Prior to approaching he had made sure to scope their footwear, and sure enough theirs were exotic relative to the leather mishmash Brac had tied to his own feet; both wore calf-length leather boots with conspicuously fine stitching, far more precise than any he had noticed around the town, not that he paid particular mind to such.  Nonetheless, with so much of this pair’s physical appearance concealed by hair, hood and cloak he had to make the most from what he could see.  Striking accents and very high-quality boots – he had a sure feeling these were not the typical farmers, quarrymen or merchants he usually saw in the area.

At least satisfied the unknown duo were neither local nor highborn, the wiry quarryman had puffed his chest with inflated bravado to cover his nerves, and broached the subject of his personal rebellion.

His initial optimism drained, however, when it became apparent that the Frenchwoman was not so easily beguiled at the negotiating table.  She took an unexpectedly keen interest in the silver stone, and threatened to have the lord anonymously informed of its presence unless he took her to it that very evening.  He had hoped for terms more favourable, but in truth he had too little spine to combat this unnervingly determined woman, and so he had agreed, reluctantly, to lead both she and her companion – who was yet to say a word to him – to the quarry.

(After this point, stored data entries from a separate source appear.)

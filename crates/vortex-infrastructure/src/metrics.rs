//! Prometheus metrics registry.
//!
//! | Metric | Type | Description |
//! |--------|------|-------------|
//! | `vortex_http_requests_total` | CounterVec (`route`, `status`) | Request count per route |
//! | `vortex_search_latency_seconds` | Histogram | Hybrid search latency |
//! | `vortex_job_queue_count` | Gauge | Queued jobs |
//! | `vortex_job_active_count` | Gauge | Running jobs |
//! | `vortex_job_completed_count` | Gauge | Completed jobs |
//! | `vortex_job_failed_count` | Gauge | Failed jobs |
//! | `vortex_last_bm25_training_timestamp` | Gauge | Last BM25 retrain completion |
//! | `vortex_last_snapshot_timestamp` | Gauge | Last snapshot completion |

use prometheus::{
    CounterVec, Encoder, Gauge, Histogram, HistogramOpts, Registry, TextEncoder, opts,
};

use vortex_domain::entities::{JobCounts, JobType};
use vortex_domain::error::{Error, Result};
use vortex_domain::ports::jobs::JobStore;

/// All gateway metrics, backed by one registry.
pub struct Metrics {
    registry: Registry,
    /// Request count per route and status class
    pub http_requests: CounterVec,
    /// Hybrid search latency histogram
    pub search_latency: Histogram,
    /// Queued jobs
    pub job_queue: Gauge,
    /// Running jobs
    pub job_active: Gauge,
    /// Completed jobs
    pub job_completed: Gauge,
    /// Failed jobs
    pub job_failed: Gauge,
    /// Last BM25 retrain completion (epoch seconds)
    pub last_bm25_training: Gauge,
    /// Last snapshot completion (epoch seconds)
    pub last_snapshot: Gauge,
}

impl Metrics {
    /// Create and register all metrics.
    ///
    /// # Errors
    /// Returns an error when registration fails (duplicate names).
    pub fn new() -> Result<Self> {
        let registry = Registry::new();

        let http_requests = CounterVec::new(
            opts!("vortex_http_requests_total", "HTTP requests by route"),
            &["route", "status"],
        )
        .map_err(metric_err)?;
        let search_latency = Histogram::with_opts(HistogramOpts::new(
            "vortex_search_latency_seconds",
            "Hybrid search latency in seconds",
        ))
        .map_err(metric_err)?;
        let job_queue = Gauge::with_opts(opts!(
            "vortex_job_queue_count",
            "Number of jobs in queue"
        ))
        .map_err(metric_err)?;
        let job_active = Gauge::with_opts(opts!(
            "vortex_job_active_count",
            "Number of active jobs"
        ))
        .map_err(metric_err)?;
        let job_completed = Gauge::with_opts(opts!(
            "vortex_job_completed_count",
            "Number of completed jobs"
        ))
        .map_err(metric_err)?;
        let job_failed = Gauge::with_opts(opts!(
            "vortex_job_failed_count",
            "Number of failed jobs"
        ))
        .map_err(metric_err)?;
        let last_bm25_training = Gauge::with_opts(opts!(
            "vortex_last_bm25_training_timestamp",
            "Timestamp of the last successful BM25 training"
        ))
        .map_err(metric_err)?;
        let last_snapshot = Gauge::with_opts(opts!(
            "vortex_last_snapshot_timestamp",
            "Timestamp of the last successful snapshot"
        ))
        .map_err(metric_err)?;

        registry
            .register(Box::new(http_requests.clone()))
            .map_err(metric_err)?;
        registry
            .register(Box::new(search_latency.clone()))
            .map_err(metric_err)?;
        registry
            .register(Box::new(job_queue.clone()))
            .map_err(metric_err)?;
        registry
            .register(Box::new(job_active.clone()))
            .map_err(metric_err)?;
        registry
            .register(Box::new(job_completed.clone()))
            .map_err(metric_err)?;
        registry
            .register(Box::new(job_failed.clone()))
            .map_err(metric_err)?;
        registry
            .register(Box::new(last_bm25_training.clone()))
            .map_err(metric_err)?;
        registry
            .register(Box::new(last_snapshot.clone()))
            .map_err(metric_err)?;

        Ok(Self {
            registry,
            http_requests,
            search_latency,
            job_queue,
            job_active,
            job_completed,
            job_failed,
            last_bm25_training,
            last_snapshot,
        })
    }

    /// Refresh job gauges from the job table.
    pub async fn collect_job_metrics(&self, store: &dyn JobStore) {
        match store.list(1).await {
            Ok((counts, _)) => self.set_job_counts(&counts),
            Err(e) => tracing::error!(error = %e, "job metrics collection failed"),
        }
        if let Ok(Some(ts)) = store.last_completed_at(JobType::Bm25Retrain).await {
            self.last_bm25_training.set(ts);
        }
        if let Ok(Some(ts)) = store.last_completed_at(JobType::CreateSnapshot).await {
            self.last_snapshot.set(ts);
        }
    }

    fn set_job_counts(&self, counts: &JobCounts) {
        self.job_queue.set(counts.queued as f64);
        self.job_active.set(counts.running as f64);
        self.job_completed.set(counts.completed as f64);
        self.job_failed.set(counts.failed as f64);
    }

    /// Render the registry in Prometheus text exposition format.
    ///
    /// # Errors
    /// Returns an error when encoding fails.
    pub fn render(&self) -> Result<String> {
        let encoder = TextEncoder::new();
        let mut buffer = Vec::new();
        encoder
            .encode(&self.registry.gather(), &mut buffer)
            .map_err(metric_err)?;
        String::from_utf8(buffer).map_err(|e| Error::internal(format!("metrics not UTF-8: {e}")))
    }
}

fn metric_err<E: std::fmt::Display>(e: E) -> Error {
    Error::internal(format!("metrics error: {e}"))
}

“We must hurry.  Get your pick,” the Frenchwoman bade Brac, her tone quiet and saturated in authority.  He knew better than to disobey this foreigner – but who was she?  He took a small pick from the belt beneath his cloak and gently nicked off the limestone around the top edge of the silver stone, intending to create a shallow space in the rock the entire way round the object in the hope that it might be wrenched free if it were not too deeply embedded.  The woman spoke her native tongue to the other man, words alien to Brac, and the other man sprung up towards the slope with the boulders.  Brac watched him settle down at the peak of the slope, facing away from them, presumably as a sentry against the sentries.

The wiry man worked quickly and deftly, with nimble hands that caused the pick to dance around the silver stone object without ever touching it, not that it would have made a difference if he had.  Upon discovery earlier that day, he had inadvertently hit it with his pickaxe and left neither indent nor even a scratch.  As he chipped away at the surrounding rock under the decreasingly friendly eyes of the woman, Brac turned over the situation in his mind.  He concluded that this strange, seemingly invulnerable metal object would be better off out of his possession anyway.  A quarry worker did not need further uncertainties in his life.  But, in case it was valuable, he’d rather the French had it than the English.  He’d rather the French had it than the Church; how he saw it, the French could fight the English, whereas the Church could not.

After a short while working, Brac gave the silver object a shove with his right shoulder.  Nothing.  He grunted.  Taking his pick in his right hand once more, he scrambled to the left side of the object and concentrated on the limestone bordering its vertical plane.  He made light work of carving a deeper groove and returned to the top, where he did the same.  Moving back round to the right, he put his shoulder to it again, and this time there was give and not a little ache to his shoulder in the process.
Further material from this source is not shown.